### What you are asked to do
Only the lines below, from the one with "use std::future::Future;" through the one with "sends a message.", are to be written out, exactly.

### Data for the task

-=-=-=-=-

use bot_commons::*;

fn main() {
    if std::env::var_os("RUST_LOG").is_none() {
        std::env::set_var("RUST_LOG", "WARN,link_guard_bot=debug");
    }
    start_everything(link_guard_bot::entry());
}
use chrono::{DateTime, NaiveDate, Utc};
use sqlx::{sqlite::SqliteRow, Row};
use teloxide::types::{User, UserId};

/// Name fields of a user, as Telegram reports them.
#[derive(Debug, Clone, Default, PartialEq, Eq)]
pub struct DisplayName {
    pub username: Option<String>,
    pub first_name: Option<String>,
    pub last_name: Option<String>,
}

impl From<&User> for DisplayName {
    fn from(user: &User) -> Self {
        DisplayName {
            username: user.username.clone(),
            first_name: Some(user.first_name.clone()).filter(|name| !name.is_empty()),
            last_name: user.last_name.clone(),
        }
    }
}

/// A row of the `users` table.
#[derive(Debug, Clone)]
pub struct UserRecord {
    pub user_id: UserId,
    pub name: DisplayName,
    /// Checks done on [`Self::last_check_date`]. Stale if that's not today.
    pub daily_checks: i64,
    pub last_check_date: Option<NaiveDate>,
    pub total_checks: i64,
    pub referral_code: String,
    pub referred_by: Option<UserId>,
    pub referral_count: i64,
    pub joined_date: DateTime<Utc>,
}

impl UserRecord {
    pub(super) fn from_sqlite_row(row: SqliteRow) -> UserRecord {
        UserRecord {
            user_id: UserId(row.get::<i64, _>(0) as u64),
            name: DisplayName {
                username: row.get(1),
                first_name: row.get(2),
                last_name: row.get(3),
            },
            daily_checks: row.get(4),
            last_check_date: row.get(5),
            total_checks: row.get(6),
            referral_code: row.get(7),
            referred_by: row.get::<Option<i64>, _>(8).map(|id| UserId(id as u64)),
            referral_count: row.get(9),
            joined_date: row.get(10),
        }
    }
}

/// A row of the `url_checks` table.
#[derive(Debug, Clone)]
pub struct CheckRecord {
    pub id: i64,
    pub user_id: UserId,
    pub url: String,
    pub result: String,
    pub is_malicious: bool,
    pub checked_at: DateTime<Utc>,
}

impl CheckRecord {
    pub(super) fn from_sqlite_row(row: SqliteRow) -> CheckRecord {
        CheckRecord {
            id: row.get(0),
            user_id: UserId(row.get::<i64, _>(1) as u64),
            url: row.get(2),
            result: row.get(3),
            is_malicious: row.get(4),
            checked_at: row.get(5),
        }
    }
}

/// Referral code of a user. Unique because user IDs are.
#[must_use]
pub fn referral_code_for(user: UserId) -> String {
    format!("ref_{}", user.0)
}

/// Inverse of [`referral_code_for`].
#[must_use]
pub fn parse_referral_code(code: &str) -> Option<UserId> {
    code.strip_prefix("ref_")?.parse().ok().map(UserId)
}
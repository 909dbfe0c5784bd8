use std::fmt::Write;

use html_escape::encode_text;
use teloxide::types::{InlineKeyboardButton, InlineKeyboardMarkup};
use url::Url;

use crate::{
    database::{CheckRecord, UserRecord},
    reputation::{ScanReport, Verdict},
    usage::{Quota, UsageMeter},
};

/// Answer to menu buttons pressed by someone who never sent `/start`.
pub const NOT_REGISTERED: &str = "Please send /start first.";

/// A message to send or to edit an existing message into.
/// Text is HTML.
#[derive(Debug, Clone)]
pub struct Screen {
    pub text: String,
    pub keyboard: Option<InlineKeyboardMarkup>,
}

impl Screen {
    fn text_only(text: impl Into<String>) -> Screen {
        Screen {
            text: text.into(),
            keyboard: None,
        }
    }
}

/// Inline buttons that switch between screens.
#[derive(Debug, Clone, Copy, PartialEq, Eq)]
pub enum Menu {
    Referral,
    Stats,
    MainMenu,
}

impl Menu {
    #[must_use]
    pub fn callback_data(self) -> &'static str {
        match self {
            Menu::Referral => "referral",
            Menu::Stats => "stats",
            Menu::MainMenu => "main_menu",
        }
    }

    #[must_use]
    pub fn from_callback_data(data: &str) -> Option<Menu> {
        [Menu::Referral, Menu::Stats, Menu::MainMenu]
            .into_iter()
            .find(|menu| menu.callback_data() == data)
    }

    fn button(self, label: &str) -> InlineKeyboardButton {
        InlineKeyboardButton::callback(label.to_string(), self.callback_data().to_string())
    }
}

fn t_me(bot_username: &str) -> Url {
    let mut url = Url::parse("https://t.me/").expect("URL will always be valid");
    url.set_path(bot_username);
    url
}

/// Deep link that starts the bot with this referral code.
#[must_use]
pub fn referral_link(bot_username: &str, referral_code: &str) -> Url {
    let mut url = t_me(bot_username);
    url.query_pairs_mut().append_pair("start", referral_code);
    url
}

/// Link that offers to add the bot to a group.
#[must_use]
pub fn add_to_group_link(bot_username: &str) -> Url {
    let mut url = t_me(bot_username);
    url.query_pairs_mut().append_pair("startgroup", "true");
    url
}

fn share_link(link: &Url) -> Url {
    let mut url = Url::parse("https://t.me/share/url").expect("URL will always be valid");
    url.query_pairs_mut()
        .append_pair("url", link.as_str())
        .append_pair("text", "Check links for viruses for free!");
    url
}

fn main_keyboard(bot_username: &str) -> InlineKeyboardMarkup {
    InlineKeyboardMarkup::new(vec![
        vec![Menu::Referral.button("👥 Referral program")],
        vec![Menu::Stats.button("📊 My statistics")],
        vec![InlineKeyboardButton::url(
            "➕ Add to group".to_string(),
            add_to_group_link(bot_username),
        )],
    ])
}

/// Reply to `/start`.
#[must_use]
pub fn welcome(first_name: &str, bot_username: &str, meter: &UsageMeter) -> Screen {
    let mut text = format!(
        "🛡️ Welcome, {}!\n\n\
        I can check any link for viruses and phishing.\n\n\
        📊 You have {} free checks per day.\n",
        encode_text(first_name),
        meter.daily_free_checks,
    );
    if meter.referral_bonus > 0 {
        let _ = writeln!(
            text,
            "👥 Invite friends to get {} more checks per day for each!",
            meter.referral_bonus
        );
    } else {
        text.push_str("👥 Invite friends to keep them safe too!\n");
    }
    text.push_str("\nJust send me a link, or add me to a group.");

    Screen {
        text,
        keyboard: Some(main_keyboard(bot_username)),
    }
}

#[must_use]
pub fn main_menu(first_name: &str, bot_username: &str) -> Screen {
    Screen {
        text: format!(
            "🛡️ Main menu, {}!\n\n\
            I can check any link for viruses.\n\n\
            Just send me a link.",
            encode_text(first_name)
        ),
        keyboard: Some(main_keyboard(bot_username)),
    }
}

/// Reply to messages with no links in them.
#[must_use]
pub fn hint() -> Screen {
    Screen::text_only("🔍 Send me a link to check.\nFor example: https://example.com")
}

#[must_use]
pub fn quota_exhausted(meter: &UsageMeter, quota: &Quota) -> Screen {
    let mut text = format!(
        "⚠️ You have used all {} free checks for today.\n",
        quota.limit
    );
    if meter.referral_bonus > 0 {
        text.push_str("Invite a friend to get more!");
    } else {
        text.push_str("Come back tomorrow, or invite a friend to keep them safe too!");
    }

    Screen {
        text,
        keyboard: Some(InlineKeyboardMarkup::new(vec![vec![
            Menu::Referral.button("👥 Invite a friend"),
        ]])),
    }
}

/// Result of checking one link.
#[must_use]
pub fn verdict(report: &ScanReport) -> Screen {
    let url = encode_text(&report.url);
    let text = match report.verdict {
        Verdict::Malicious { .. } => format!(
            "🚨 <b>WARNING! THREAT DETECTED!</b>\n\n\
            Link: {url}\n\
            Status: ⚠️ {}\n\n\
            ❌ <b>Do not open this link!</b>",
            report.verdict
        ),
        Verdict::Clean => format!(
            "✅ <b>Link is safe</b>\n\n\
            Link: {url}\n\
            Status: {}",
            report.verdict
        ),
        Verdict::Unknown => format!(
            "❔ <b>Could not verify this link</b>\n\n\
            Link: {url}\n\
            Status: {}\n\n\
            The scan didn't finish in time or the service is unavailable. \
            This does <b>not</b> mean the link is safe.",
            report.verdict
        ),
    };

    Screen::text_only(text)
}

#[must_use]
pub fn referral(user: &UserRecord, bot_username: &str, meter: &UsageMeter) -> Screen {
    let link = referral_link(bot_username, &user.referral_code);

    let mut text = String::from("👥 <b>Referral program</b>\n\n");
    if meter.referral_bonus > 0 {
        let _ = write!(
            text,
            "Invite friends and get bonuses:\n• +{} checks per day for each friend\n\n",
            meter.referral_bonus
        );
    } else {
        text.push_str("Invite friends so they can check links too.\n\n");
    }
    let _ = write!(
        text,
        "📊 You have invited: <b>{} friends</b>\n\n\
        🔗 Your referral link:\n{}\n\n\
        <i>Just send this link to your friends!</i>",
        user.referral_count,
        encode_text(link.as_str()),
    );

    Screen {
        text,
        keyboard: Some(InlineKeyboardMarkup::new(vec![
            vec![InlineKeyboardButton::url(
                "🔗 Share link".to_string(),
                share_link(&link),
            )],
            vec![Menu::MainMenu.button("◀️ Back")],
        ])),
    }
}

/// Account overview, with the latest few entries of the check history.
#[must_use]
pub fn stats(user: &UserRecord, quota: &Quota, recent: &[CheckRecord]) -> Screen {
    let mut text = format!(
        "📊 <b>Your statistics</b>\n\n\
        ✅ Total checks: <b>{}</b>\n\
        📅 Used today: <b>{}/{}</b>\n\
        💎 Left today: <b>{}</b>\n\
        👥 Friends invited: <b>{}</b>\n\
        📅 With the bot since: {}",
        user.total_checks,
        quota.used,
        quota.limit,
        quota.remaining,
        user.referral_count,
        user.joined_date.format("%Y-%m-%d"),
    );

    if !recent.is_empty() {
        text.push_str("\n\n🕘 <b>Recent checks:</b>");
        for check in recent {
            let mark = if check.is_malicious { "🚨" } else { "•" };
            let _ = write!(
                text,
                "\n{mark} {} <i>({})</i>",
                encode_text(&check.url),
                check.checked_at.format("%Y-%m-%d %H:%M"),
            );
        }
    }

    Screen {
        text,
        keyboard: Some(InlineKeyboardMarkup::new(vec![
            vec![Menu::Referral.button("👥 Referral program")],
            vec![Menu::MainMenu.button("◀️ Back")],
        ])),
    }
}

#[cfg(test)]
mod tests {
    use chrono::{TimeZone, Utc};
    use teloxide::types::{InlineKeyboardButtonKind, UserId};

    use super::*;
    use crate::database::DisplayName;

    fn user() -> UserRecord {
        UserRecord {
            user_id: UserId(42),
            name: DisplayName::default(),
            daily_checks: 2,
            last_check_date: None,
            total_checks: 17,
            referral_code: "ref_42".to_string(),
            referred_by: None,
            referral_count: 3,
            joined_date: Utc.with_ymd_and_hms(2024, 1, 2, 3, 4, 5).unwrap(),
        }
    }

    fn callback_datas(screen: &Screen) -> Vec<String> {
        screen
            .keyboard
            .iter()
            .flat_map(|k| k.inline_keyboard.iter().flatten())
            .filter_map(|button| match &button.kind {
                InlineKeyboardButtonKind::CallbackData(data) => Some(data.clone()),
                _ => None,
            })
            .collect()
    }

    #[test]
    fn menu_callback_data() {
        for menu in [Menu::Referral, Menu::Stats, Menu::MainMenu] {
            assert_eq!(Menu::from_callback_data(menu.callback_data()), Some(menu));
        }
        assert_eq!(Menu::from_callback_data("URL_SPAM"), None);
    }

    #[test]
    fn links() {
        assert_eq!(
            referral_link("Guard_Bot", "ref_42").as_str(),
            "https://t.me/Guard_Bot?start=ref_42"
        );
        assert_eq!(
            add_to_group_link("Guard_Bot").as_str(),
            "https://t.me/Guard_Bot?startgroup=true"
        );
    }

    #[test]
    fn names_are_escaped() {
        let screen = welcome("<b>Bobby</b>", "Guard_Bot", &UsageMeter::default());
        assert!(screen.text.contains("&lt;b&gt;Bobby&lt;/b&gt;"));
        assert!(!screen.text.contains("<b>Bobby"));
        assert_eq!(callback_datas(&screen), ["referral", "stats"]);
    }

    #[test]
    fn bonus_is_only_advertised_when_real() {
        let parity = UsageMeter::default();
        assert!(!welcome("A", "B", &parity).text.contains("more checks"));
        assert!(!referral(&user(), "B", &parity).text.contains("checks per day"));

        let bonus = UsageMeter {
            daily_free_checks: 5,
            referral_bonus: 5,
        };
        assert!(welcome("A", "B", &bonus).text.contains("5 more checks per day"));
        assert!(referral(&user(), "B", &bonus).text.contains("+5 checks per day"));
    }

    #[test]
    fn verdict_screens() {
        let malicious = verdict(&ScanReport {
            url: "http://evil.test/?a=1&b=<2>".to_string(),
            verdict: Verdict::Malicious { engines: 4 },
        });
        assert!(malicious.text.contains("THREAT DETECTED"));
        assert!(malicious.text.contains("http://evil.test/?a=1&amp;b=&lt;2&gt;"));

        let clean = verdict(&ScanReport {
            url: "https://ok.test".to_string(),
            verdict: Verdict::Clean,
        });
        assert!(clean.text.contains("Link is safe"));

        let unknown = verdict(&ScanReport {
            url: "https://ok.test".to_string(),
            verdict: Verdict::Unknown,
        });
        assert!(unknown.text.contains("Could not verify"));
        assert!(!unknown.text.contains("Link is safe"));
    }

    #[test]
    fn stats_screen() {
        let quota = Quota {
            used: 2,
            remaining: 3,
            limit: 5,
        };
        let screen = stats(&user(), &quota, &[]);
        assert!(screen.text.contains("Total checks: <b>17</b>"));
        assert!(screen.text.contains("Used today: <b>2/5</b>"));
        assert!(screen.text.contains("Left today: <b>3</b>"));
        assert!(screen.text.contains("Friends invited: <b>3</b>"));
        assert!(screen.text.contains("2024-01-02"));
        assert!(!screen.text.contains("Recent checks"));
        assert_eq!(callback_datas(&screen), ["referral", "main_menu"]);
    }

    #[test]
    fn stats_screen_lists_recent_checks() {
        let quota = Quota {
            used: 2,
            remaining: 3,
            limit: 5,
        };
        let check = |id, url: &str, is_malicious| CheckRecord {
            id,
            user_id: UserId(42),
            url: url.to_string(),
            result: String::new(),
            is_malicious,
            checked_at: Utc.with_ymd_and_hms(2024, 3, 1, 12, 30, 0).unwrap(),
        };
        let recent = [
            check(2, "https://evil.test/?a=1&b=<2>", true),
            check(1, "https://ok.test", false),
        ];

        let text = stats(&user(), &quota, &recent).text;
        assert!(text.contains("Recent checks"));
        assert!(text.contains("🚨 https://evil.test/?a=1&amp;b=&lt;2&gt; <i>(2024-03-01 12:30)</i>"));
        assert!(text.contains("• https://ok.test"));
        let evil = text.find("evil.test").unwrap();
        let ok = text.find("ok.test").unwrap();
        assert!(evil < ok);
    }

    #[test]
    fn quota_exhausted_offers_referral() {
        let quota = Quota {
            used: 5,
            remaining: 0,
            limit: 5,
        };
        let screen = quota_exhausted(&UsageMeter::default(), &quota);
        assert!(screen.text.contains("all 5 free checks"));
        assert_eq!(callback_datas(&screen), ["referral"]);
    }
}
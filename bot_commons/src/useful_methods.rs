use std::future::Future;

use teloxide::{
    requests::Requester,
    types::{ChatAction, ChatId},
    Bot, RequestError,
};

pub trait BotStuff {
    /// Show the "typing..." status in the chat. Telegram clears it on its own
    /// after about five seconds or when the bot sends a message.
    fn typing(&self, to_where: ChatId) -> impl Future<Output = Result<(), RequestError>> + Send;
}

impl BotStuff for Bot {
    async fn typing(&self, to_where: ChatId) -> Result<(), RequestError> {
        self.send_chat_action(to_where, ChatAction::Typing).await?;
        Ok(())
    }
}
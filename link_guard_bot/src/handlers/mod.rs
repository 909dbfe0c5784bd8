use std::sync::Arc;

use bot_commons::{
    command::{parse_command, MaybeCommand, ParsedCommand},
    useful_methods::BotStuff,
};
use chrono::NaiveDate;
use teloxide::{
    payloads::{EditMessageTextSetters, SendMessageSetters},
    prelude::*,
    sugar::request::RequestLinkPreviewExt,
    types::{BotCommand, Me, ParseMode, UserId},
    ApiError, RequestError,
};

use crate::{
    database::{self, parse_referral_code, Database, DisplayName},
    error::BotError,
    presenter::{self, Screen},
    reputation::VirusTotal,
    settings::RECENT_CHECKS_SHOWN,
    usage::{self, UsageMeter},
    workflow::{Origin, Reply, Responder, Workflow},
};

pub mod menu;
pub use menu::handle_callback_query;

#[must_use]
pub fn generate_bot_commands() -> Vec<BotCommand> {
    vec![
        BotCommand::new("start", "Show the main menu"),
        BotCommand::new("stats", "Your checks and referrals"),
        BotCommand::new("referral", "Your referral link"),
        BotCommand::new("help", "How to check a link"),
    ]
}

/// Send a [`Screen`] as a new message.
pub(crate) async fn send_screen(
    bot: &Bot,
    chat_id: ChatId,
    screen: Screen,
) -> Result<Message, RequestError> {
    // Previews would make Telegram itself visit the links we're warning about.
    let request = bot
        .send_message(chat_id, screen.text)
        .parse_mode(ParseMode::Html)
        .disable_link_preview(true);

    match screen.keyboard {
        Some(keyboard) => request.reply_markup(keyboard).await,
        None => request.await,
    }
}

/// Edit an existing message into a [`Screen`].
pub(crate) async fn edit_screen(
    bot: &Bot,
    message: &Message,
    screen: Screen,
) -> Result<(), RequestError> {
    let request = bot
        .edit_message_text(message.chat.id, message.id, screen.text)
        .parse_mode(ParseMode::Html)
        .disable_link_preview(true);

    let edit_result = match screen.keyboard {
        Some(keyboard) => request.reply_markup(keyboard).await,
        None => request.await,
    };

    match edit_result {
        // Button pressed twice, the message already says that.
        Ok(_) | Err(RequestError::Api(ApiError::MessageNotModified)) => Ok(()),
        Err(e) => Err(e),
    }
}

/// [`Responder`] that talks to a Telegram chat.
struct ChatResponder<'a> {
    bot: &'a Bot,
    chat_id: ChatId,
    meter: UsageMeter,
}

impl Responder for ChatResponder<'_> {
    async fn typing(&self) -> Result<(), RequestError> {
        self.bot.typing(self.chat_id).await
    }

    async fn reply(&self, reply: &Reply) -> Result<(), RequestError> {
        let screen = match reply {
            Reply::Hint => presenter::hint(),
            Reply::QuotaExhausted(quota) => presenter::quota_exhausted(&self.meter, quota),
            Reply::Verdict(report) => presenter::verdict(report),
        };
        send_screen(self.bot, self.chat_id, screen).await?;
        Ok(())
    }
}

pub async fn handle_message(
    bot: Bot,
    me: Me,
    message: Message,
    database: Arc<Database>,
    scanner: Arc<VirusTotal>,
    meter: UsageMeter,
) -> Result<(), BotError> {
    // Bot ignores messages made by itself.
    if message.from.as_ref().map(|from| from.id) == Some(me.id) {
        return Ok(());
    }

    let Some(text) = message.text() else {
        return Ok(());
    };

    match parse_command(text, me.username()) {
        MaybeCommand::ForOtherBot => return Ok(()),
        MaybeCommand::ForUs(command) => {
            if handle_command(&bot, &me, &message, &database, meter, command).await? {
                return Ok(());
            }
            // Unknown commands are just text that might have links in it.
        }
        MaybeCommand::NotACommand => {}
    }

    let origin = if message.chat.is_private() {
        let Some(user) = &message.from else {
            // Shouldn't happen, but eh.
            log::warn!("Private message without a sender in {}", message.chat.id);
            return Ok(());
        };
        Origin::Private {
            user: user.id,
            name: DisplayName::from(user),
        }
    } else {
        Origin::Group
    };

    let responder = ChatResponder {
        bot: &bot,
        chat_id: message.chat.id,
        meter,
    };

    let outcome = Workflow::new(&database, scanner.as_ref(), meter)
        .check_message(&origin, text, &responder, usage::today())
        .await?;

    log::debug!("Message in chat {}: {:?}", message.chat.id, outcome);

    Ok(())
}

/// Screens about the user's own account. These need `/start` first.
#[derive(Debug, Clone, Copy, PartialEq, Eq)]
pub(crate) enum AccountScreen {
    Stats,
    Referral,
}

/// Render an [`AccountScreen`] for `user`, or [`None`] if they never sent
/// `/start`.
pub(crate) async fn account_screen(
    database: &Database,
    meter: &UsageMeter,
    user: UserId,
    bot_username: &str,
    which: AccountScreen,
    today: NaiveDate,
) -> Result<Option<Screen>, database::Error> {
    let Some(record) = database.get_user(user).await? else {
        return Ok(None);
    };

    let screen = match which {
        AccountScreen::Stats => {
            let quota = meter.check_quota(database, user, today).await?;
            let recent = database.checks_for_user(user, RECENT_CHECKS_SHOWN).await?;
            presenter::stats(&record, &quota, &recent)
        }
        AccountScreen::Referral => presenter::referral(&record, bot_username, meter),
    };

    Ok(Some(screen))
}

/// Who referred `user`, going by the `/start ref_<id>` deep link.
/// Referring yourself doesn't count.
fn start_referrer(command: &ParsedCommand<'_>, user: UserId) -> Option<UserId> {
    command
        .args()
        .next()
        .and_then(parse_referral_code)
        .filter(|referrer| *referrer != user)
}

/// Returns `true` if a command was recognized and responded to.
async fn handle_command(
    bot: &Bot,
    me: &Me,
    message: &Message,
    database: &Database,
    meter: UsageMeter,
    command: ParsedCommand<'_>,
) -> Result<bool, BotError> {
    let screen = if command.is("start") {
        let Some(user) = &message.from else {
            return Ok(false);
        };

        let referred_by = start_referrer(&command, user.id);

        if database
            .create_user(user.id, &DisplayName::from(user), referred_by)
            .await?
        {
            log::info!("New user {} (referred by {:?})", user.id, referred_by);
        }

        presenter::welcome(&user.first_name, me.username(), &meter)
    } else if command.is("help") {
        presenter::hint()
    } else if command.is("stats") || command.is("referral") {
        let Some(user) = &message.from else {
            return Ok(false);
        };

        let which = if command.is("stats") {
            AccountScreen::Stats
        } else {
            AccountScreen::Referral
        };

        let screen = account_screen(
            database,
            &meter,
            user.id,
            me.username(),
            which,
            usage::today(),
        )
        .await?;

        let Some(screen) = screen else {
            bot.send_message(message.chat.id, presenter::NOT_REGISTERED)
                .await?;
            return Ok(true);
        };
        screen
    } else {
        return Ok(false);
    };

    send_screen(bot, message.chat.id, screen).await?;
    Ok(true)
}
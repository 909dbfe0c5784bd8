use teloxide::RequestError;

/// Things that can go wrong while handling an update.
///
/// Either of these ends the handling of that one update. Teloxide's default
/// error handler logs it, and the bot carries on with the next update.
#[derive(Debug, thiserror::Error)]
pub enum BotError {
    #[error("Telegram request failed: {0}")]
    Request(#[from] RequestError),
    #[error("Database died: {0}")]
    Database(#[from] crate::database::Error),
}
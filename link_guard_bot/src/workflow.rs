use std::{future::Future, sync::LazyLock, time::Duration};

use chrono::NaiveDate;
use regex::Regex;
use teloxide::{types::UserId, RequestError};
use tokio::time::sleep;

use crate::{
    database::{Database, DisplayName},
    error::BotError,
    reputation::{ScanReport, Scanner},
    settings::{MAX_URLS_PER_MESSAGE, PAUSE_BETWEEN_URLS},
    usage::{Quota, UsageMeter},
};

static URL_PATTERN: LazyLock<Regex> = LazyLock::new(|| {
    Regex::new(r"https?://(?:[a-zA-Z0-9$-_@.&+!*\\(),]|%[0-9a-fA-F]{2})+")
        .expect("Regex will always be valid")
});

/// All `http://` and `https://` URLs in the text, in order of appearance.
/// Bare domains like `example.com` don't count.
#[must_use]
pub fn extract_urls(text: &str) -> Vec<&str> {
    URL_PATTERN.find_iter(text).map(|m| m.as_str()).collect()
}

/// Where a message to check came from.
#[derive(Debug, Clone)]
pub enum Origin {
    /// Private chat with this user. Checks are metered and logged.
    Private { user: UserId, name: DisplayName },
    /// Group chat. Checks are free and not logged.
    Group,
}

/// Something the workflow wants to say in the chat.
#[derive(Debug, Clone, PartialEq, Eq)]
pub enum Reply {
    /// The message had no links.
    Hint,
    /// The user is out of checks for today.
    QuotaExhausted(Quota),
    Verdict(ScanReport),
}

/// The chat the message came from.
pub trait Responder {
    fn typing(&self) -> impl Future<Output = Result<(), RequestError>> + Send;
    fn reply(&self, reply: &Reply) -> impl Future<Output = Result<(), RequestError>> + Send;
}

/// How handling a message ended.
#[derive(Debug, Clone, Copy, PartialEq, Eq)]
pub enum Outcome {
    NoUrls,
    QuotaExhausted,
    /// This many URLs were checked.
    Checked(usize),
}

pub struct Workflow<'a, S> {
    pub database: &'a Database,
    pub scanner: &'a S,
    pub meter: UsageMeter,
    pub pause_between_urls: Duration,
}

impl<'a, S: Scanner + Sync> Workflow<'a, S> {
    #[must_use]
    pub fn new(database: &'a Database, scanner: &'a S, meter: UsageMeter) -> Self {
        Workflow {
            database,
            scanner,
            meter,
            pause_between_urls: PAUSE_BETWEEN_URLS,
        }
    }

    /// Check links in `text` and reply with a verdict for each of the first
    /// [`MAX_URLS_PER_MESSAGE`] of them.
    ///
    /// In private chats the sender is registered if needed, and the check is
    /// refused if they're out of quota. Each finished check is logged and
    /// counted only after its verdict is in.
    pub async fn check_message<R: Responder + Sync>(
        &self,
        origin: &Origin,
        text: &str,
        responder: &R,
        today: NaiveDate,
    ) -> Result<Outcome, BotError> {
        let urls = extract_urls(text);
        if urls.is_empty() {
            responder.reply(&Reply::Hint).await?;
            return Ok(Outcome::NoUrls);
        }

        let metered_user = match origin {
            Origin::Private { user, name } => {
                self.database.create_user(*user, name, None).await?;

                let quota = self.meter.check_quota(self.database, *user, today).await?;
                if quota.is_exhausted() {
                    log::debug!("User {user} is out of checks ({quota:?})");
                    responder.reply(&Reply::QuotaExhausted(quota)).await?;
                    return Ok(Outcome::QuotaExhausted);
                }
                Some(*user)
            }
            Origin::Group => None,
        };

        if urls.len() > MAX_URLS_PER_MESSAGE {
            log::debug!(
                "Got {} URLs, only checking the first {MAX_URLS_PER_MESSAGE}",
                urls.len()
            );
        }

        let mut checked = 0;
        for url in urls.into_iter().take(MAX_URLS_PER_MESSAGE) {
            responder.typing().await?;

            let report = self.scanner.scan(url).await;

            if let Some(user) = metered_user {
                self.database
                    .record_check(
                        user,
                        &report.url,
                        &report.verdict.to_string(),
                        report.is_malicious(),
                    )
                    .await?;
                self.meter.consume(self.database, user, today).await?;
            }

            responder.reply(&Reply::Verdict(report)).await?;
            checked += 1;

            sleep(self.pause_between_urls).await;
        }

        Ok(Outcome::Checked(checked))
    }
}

-=-=-=-=-

### Task output
use std::future::Future;

use teloxide::{
    requests::Requester,
    types::{ChatAction, ChatId},
    Bot, RequestError,
};

pub trait BotStuff {
    /// Show the "typing..." status in the chat. Telegram clears it on its own
    /// after about five seconds or when the bot sends a message.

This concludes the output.